SERIE «Ce qui nous lie et nous délie» (4/4)
L’enfer ? C’est les autres ! L’amour et la liberté en famille ? A l’heure des fêtes, des repas houleux ou bienheureux nous rappellent combien certaines attaches nous nourrissent quand d’autres nous emprisonnent. Distance à réinventer constamment avec ses proches, hospitalité avec l’étranger, partage des écrans en famille, contact avec la nature… Pour négocier cette période au mieux jusqu’au nouvel an, «Libération» explore la complexité de ces liens qui nous émancipent et nous aident à changer le monde.

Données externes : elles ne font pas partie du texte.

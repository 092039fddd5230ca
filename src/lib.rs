extern crate self as sentiro;

#[macro_use]
mod macros;
mod api;
pub mod config;
mod engine;
pub mod error;
pub mod lexicon;
pub mod services;

pub use api::{AnnotatedClause, Element, Engine, EngineHandle, ExtractOutput, ExtractResult, SkippedClause};
pub use config::EngineConfig;
pub use engine::{
    AttrFilter, ClauseMetrics, CompiledPattern, CompiledRules, ContextCondition, Direction, NodeConstraint,
    PatternEdge, PatternId, PatternNode, RunMetrics, SpecialDirective,
};
pub use error::{Error, Result};
pub use lexicon::{Lexicon, LexiconBuilder};

use serde::{Deserialize, Serialize};
use std::collections::BTreeSet;

// --- Clause model -----------------------------------------------------------

/// One annotated token of a clause.
///
/// `head` points back into the same clause; the root token points at itself.
/// `start`/`end` are character offsets relative to the clause text.
#[derive(Debug, Clone, PartialEq, Serialize, Deserialize)]
pub struct Token {
    pub index: usize,
    pub text: String,
    pub lemma: String,
    pub pos: String,
    pub dep: String,
    pub head: usize,
    pub start: usize,
    pub end: usize,
    #[serde(default)]
    pub anchor: bool,
}

impl Token {
    pub fn is_punct(&self) -> bool {
        self.pos == "PUNCT"
    }

    pub(crate) fn is_root(&self) -> bool {
        self.head == self.index || self.dep.eq_ignore_ascii_case("ROOT")
    }
}

/// A validated dependency tree over the tokens of one clause.
///
/// Token ids double as arena indices: `children[i]` lists the dependents of
/// token `i` in ascending order, so no traversal ever chases references.
#[derive(Debug, Clone)]
pub struct Clause {
    text: String,
    tokens: Vec<Token>,
    children: Vec<Vec<usize>>,
    root: usize,
}

impl Clause {
    /// Validate `tokens` and build the children index.
    ///
    /// Fails with [`Error::MalformedClause`] unless the ids are contiguous from 0,
    /// every head is in range, exactly one token is the root, and every token
    /// reaches that root.
    pub fn new(text: impl Into<String>, tokens: Vec<Token>) -> Result<Self> {
        if tokens.is_empty() {
            return Err(Error::malformed("clause has no tokens"));
        }

        let n = tokens.len();
        let mut roots = Vec::new();
        for (i, tok) in tokens.iter().enumerate() {
            if tok.index != i {
                let message = format!("token ids must be contiguous: found {} at position {i}", tok.index);
                return Err(Error::malformed(message));
            }
            if tok.head >= n {
                return Err(Error::malformed(format!("token {i} has head {} outside the clause", tok.head)));
            }
            if tok.is_root() {
                roots.push(i);
            }
        }

        let root = match roots.as_slice() {
            [root] => *root,
            [] => return Err(Error::malformed("no root token")),
            many => return Err(Error::malformed(format!("multiple root tokens: {many:?}"))),
        };

        let mut children = vec![Vec::new(); n];
        for tok in &tokens {
            if tok.index != root {
                children[tok.head].push(tok.index);
            }
        }

        // Every token must be reachable from the root, otherwise the head graph has a cycle.
        let mut seen = vec![false; n];
        let mut stack = vec![root];
        let mut reached = 0;
        while let Some(id) = stack.pop() {
            if seen[id] {
                continue;
            }
            seen[id] = true;
            reached += 1;
            stack.extend(children[id].iter().copied());
        }
        if reached != n {
            let stray: Vec<usize> = (0..n).filter(|&i| !seen[i]).collect();
            return Err(Error::malformed(format!("dependency cycle through tokens {stray:?}")));
        }

        Ok(Clause { text: text.into(), tokens, children, root })
    }

    pub fn text(&self) -> &str {
        &self.text
    }

    pub fn tokens(&self) -> &[Token] {
        &self.tokens
    }

    pub fn len(&self) -> usize {
        self.tokens.len()
    }

    pub fn is_empty(&self) -> bool {
        self.tokens.is_empty()
    }

    pub fn token(&self, id: usize) -> &Token {
        &self.tokens[id]
    }

    pub fn children(&self, id: usize) -> &[usize] {
        &self.children[id]
    }

    pub fn root(&self) -> usize {
        self.root
    }

    /// Head of `id`, or `None` for the root.
    pub fn head(&self, id: usize) -> Option<usize> {
        if id == self.root { None } else { Some(self.tokens[id].head) }
    }

    pub(crate) fn set_anchor(&mut self, id: usize, anchor: bool) {
        self.tokens[id].anchor = anchor;
    }

    pub(crate) fn anchors(&self) -> BTreeSet<usize> {
        self.tokens.iter().filter(|t| t.anchor).map(|t| t.index).collect()
    }

    /// Token ids of the syntactic subtree under `top`, pruned for breadth and depth.
    ///
    /// - Nodes deeper than `max_depth` below `top` are dropped with their descendants.
    /// - A node with more than `max_fanout` children is dropped together with
    ///   everything under it. `top` itself is exempt from the fan-out limit.
    ///
    /// The result is sorted.
    pub fn subtree_nodes(&self, top: usize, max_depth: usize, max_fanout: usize) -> Vec<usize> {
        let mut level = vec![usize::MAX; self.len()];
        let mut order = Vec::new();
        let mut stack = vec![(top, 0usize)];
        while let Some((id, depth)) = stack.pop() {
            if level[id] != usize::MAX {
                continue;
            }
            level[id] = depth;
            order.push(id);
            for &child in self.children[id].iter().rev() {
                stack.push((child, depth + 1));
            }
        }

        let mut pruned = vec![false; self.len()];
        let prune_from = |start: usize, pruned: &mut Vec<bool>| {
            let mut work = vec![start];
            while let Some(id) = work.pop() {
                if pruned[id] {
                    continue;
                }
                pruned[id] = true;
                work.extend(self.children[id].iter().copied());
            }
        };

        for &id in &order {
            if level[id] == 0 {
                continue;
            }
            if self.children[id].len() > max_fanout || level[id] > max_depth {
                prune_from(id, &mut pruned);
            }
        }

        let mut nodes: Vec<usize> = order.into_iter().filter(|&id| !pruned[id]).collect();
        nodes.sort_unstable();
        nodes
    }
}

// --- Roles ------------------------------------------------------------------

/// Semantic slot a pattern node (and the token bound to it) fills.
#[derive(Debug, Clone, Copy, PartialEq, Eq, Hash, PartialOrd, Ord, Serialize, Deserialize)]
pub enum Role {
    Holder,
    Emotion,
    Object,
    Reason,
    Placeholder,
}

impl Role {
    /// Parse the single-letter role code used in rule files. An empty code is a placeholder.
    pub fn from_code(code: &str) -> Option<Role> {
        match code {
            "H" => Some(Role::Holder),
            "E" => Some(Role::Emotion),
            "O" => Some(Role::Object),
            "R" => Some(Role::Reason),
            "P" | "" => Some(Role::Placeholder),
            _ => None,
        }
    }

    pub fn code(self) -> &'static str {
        match self {
            Role::Holder => "H",
            Role::Emotion => "E",
            Role::Object => "O",
            Role::Reason => "R",
            Role::Placeholder => "P",
        }
    }
}

#[cfg(test)]
pub(crate) mod testutil {
    use super::{Clause, Token};

    /// Build a clause from `(text, lemma, pos, dep, head)` rows, laying the words out
    /// left to right with single spaces.
    pub(crate) fn clause(rows: &[(&str, &str, &str, &str, usize)]) -> Clause {
        let mut tokens = Vec::new();
        let mut offset = 0;
        let mut text = String::new();
        for (i, (word, lemma, pos, dep, head)) in rows.iter().enumerate() {
            if i > 0 {
                text.push(' ');
                offset += 1;
            }
            text.push_str(word);
            tokens.push(Token {
                index: i,
                text: word.to_string(),
                lemma: lemma.to_string(),
                pos: pos.to_string(),
                dep: dep.to_string(),
                head: *head,
                start: offset,
                end: offset + word.len(),
                anchor: false,
            });
            offset += word.len();
        }
        Clause::new(text, tokens).expect("test clause must be well formed")
    }

    pub(crate) fn i_love_the_color() -> Clause {
        clause(&[
            ("I", "I", "PRON", "nsubj", 1),
            ("love", "love", "VERB", "ROOT", 1),
            ("the", "the", "DET", "det", 3),
            ("color", "color", "NOUN", "dobj", 1),
        ])
    }
}

#[cfg(test)]
mod tests {
    use super::testutil::clause;
    use super::*;

    fn tok(index: usize, head: usize, dep: &str) -> Token {
        Token {
            index,
            text: format!("w{index}"),
            lemma: format!("w{index}"),
            pos: "NOUN".into(),
            dep: dep.into(),
            head,
            start: index * 3,
            end: index * 3 + 2,
            anchor: false,
        }
    }

    #[test]
    fn builds_children_index() {
        let c = testutil::i_love_the_color();
        assert_eq!(c.root(), 1);
        assert_eq!(c.children(1), &[0, 3]);
        assert_eq!(c.children(3), &[2]);
        assert_eq!(c.head(2), Some(3));
        assert_eq!(c.head(1), None);
    }

    #[test]
    fn rejects_two_roots() {
        let tokens = vec![tok(0, 0, "ROOT"), tok(1, 1, "ROOT")];
        assert!(matches!(Clause::new("a b", tokens), Err(Error::MalformedClause(_))));
    }

    #[test]
    fn rejects_cycles() {
        let tokens = vec![tok(0, 0, "ROOT"), tok(1, 2, "dep"), tok(2, 1, "dep")];
        let err = Clause::new("a b c", tokens).unwrap_err();
        assert!(err.to_string().contains("cycle"));
    }

    #[test]
    fn rejects_gaps_and_out_of_range_heads() {
        assert!(Clause::new("a", vec![tok(1, 1, "ROOT")]).is_err());
        assert!(Clause::new("a b", vec![tok(0, 0, "ROOT"), tok(1, 9, "dep")]).is_err());
        assert!(Clause::new("", Vec::new()).is_err());
    }

    #[test]
    fn subtree_prunes_overloaded_node() {
        // 10 governs 9, 11 and 13; 12 hangs off 11; 13 has four children (14..=17).
        let mut rows: Vec<(&str, &str, &str, &str, usize)> = Vec::new();
        for i in 0..18usize {
            let head = match i {
                0 => 0,
                9 | 11 | 13 => 10,
                12 => 11,
                14..=17 => 13,
                _ => 0,
            };
            let dep = if i == 0 { "ROOT" } else { "dep" };
            rows.push(("x", "x", "NOUN", dep, head));
        }
        let c = clause(&rows);
        assert_eq!(c.subtree_nodes(10, 3, 3), vec![9, 10, 11, 12]);
    }

    #[test]
    fn subtree_prunes_deep_branches() {
        // chain 0 <- 1 <- 2 <- 3 <- 4 <- 5
        let rows: Vec<(&str, &str, &str, &str, usize)> = (0..6usize)
            .map(|i| ("x", "x", "NOUN", if i == 0 { "ROOT" } else { "dep" }, i.saturating_sub(1)))
            .collect();
        let c = clause(&rows);
        assert_eq!(c.subtree_nodes(0, 3, 3), vec![0, 1, 2, 3]);
    }

    #[test]
    fn subtree_keeps_wide_top() {
        let rows: Vec<(&str, &str, &str, &str, usize)> =
            (0..6usize).map(|i| ("x", "x", "NOUN", if i == 0 { "ROOT" } else { "dep" }, 0)).collect();
        let c = clause(&rows);
        assert_eq!(c.subtree_nodes(0, 3, 3), vec![0, 1, 2, 3, 4, 5]);
    }

    #[test]
    fn role_codes_round_trip() {
        for role in [Role::Holder, Role::Emotion, Role::Object, Role::Reason, Role::Placeholder] {
            assert_eq!(Role::from_code(role.code()), Some(role));
        }
        assert_eq!(Role::from_code(""), Some(Role::Placeholder));
        assert_eq!(Role::from_code("X"), None);
    }
}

Il est 4 h 15 du matin sous le sombre chapeau ourlé de la grande forêt guyanaise. La nuit est encore là, dense et collante, épaissie par un rideau d’humidité que traversent les halos de nos lampes frontales endormies. On ne parle pas, ce serait déchirant. On se suit, chacun encore dans ses pensées nocturnes, marchant sur le layon étroit et glissant qui mène discrètement à une petite crique bordée de plantes ruisselantes.
Il est 5 h 15, et bientôt commence le spectacle. Nous sommes deux, et c’est bien suffisant. A être trop nombreux, on se gêne. Lui compose pour bandes et orchestre symphonique, moi, je décompose pour graphiques et tests statistiques. Ensemble, sans bien se connaître encore, nous écoutons et nous enregistrons le temps d’un adagio la vie sonore de la forêt amazonienne. Il s’appelle Sébastien Gaxie, et nous travaillons à un projet art et sciences autour des craquements végétaux et des sifflements animaux de la réserve naturelle des Nouragues.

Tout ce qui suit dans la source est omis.